- _ACTIVITY_
Please start at the first line of the records beneath and quote each line exactly, ending with the line containing "#[derive(Clone, Debug, PartialEq)]".

====== PROVIDED DATA

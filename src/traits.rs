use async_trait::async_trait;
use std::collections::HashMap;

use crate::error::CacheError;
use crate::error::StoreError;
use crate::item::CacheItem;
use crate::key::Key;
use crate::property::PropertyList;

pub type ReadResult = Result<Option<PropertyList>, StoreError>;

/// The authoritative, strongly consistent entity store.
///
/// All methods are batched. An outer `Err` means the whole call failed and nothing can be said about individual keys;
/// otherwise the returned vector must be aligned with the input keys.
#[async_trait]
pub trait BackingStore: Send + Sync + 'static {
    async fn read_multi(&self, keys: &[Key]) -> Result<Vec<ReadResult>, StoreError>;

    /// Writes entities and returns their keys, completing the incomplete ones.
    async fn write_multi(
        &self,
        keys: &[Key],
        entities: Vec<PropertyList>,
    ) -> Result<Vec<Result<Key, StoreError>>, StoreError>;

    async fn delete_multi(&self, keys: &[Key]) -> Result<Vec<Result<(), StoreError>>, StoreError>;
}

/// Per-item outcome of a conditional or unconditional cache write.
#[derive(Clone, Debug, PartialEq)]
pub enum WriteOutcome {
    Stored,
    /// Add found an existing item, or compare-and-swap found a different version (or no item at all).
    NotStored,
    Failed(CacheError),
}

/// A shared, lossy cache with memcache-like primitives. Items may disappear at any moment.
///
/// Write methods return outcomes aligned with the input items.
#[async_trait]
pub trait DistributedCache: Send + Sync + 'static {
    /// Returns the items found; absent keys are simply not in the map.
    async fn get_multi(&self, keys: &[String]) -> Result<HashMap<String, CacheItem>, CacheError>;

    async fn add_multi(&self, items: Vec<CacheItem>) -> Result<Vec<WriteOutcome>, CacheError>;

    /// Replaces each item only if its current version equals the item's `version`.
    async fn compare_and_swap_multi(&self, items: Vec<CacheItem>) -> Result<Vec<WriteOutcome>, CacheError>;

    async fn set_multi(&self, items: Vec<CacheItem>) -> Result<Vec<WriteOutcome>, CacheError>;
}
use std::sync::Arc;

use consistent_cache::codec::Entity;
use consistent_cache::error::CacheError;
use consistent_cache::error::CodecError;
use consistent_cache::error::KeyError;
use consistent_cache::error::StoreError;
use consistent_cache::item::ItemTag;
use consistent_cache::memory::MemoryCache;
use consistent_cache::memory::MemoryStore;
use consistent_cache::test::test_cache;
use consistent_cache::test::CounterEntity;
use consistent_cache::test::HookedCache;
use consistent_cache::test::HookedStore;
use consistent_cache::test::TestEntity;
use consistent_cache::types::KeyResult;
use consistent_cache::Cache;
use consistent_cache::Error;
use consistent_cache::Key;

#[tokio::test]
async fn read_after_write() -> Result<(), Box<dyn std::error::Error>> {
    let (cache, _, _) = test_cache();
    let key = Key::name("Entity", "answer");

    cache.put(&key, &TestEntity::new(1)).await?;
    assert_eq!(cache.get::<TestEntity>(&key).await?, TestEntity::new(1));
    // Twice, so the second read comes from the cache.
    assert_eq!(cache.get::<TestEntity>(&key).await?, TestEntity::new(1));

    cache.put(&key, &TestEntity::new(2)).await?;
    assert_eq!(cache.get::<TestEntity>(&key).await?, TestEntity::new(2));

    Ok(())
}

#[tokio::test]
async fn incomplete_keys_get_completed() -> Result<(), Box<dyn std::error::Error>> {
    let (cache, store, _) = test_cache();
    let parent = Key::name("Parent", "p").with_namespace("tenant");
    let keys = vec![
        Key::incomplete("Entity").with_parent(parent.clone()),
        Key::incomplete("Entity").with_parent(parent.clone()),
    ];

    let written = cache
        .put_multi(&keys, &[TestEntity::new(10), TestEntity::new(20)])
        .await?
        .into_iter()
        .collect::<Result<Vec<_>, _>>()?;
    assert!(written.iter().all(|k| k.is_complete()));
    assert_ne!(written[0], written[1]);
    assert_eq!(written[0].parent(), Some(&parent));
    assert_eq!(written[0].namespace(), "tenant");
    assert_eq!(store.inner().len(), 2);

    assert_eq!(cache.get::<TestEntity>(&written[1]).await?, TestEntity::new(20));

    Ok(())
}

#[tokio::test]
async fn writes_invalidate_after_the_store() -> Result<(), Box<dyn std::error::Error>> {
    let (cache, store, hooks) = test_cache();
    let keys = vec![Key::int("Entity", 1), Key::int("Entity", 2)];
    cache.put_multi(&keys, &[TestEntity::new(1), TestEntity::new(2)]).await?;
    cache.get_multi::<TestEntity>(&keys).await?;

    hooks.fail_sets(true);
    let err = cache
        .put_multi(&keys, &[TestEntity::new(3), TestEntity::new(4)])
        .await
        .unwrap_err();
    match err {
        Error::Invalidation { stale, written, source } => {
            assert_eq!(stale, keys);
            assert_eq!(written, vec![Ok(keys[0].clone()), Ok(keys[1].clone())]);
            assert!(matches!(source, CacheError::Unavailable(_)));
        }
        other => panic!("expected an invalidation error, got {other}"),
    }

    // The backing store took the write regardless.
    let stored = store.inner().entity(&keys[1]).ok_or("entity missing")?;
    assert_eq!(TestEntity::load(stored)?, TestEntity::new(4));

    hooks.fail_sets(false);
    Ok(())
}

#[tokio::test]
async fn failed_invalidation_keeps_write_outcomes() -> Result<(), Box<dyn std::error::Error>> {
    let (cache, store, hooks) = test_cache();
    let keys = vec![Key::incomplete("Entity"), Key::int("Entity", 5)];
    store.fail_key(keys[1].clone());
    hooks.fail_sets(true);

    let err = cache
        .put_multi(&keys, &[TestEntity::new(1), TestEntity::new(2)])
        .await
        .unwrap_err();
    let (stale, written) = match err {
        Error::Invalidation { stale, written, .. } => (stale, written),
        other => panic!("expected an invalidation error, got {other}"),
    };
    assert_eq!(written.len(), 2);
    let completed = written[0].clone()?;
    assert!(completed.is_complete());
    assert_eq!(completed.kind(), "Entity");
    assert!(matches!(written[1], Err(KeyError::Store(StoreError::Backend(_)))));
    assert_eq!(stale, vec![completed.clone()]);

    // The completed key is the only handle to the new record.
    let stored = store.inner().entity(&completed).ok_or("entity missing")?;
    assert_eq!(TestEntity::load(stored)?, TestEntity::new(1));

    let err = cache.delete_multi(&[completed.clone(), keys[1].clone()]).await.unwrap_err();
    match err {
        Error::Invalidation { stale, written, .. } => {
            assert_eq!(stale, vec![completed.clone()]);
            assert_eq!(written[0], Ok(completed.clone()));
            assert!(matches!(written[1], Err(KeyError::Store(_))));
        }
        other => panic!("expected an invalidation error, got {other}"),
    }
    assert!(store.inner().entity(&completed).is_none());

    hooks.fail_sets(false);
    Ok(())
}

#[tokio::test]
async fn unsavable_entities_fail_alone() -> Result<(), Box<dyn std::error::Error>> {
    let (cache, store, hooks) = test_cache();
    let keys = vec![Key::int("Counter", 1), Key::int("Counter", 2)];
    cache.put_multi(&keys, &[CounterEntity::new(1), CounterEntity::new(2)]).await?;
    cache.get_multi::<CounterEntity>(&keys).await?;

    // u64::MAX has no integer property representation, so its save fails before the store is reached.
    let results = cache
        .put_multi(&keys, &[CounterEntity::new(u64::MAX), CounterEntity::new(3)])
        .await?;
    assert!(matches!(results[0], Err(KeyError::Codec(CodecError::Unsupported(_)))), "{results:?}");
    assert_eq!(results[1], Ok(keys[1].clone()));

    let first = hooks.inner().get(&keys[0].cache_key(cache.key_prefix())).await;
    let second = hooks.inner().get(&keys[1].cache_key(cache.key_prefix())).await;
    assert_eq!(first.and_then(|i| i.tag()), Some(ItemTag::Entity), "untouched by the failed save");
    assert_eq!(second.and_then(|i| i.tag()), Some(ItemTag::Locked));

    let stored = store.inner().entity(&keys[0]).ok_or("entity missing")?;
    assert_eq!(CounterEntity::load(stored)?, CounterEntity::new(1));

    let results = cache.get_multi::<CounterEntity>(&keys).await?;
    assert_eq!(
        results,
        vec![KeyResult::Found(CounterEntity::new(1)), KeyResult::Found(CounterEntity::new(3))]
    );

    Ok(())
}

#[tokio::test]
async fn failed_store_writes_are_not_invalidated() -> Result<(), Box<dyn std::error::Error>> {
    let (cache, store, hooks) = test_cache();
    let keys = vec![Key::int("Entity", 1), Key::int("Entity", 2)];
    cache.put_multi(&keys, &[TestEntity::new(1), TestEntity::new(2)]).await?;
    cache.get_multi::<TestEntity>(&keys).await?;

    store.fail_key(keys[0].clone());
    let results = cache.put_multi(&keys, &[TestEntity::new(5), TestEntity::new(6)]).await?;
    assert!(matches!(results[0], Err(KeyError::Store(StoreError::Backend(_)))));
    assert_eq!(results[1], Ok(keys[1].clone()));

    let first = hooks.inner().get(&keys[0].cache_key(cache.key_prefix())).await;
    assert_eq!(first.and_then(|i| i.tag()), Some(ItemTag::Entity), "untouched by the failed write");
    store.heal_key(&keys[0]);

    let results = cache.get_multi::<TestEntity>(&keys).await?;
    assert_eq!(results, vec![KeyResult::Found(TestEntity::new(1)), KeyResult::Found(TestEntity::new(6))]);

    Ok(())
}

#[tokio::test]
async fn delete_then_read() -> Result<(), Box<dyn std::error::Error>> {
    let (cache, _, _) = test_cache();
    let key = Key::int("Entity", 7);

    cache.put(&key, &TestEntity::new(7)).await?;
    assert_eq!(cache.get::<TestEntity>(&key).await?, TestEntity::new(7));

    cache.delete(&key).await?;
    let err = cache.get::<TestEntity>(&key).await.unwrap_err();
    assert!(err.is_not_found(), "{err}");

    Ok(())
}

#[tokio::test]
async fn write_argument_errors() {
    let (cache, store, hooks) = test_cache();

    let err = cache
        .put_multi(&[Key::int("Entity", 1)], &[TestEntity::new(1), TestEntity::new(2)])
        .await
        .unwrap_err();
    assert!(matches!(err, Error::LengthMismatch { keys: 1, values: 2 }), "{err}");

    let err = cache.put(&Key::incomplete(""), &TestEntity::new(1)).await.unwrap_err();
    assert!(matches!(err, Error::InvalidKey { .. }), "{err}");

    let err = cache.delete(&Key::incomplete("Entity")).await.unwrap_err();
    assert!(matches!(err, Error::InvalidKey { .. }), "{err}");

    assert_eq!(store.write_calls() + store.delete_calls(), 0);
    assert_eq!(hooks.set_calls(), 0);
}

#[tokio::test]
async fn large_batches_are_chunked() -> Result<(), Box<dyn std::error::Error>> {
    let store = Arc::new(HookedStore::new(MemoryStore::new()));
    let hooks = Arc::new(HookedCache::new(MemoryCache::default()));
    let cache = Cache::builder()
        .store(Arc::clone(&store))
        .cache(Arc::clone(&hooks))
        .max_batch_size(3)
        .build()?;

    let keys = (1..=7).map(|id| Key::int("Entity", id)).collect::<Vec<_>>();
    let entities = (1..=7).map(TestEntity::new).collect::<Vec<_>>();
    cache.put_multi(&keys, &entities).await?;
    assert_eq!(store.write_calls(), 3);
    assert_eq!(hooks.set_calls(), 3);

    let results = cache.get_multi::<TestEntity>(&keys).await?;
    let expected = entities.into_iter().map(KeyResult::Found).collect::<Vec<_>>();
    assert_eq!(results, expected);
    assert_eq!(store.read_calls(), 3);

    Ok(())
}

============

- _ANSWER TO THIS EXERCISE_
filename src/traits.rs
use async_trait::async_trait;
use std::collections::HashMap;

use crate::error::CacheError;
use crate::error::StoreError;
use crate::item::CacheItem;
use crate::key::Key;
use crate::property::PropertyList;

pub type ReadResult = Result<Option<PropertyList>, StoreError>;

/// The authoritative, strongly consistent entity store.
///
/// All methods are batched. An outer `Err` means the whole call failed and nothing can be said about individual keys;
/// otherwise the returned vector must be aligned with the input keys.
#[async_trait]
pub trait BackingStore: Send + Sync + 'static {
    async fn read_multi(&self, keys: &[Key]) -> Result<Vec<ReadResult>, StoreError>;

    /// Writes entities and returns their keys, completing the incomplete ones.
    async fn write_multi(
        &self,
        keys: &[Key],
        entities: Vec<PropertyList>,
    ) -> Result<Vec<Result<Key, StoreError>>, StoreError>;

    async fn delete_multi(&self, keys: &[Key]) -> Result<Vec<Result<(), StoreError>>, StoreError>;
}

/// Per-item outcome of a conditional or unconditional cache write.
#[derive(Clone, Debug, PartialEq)]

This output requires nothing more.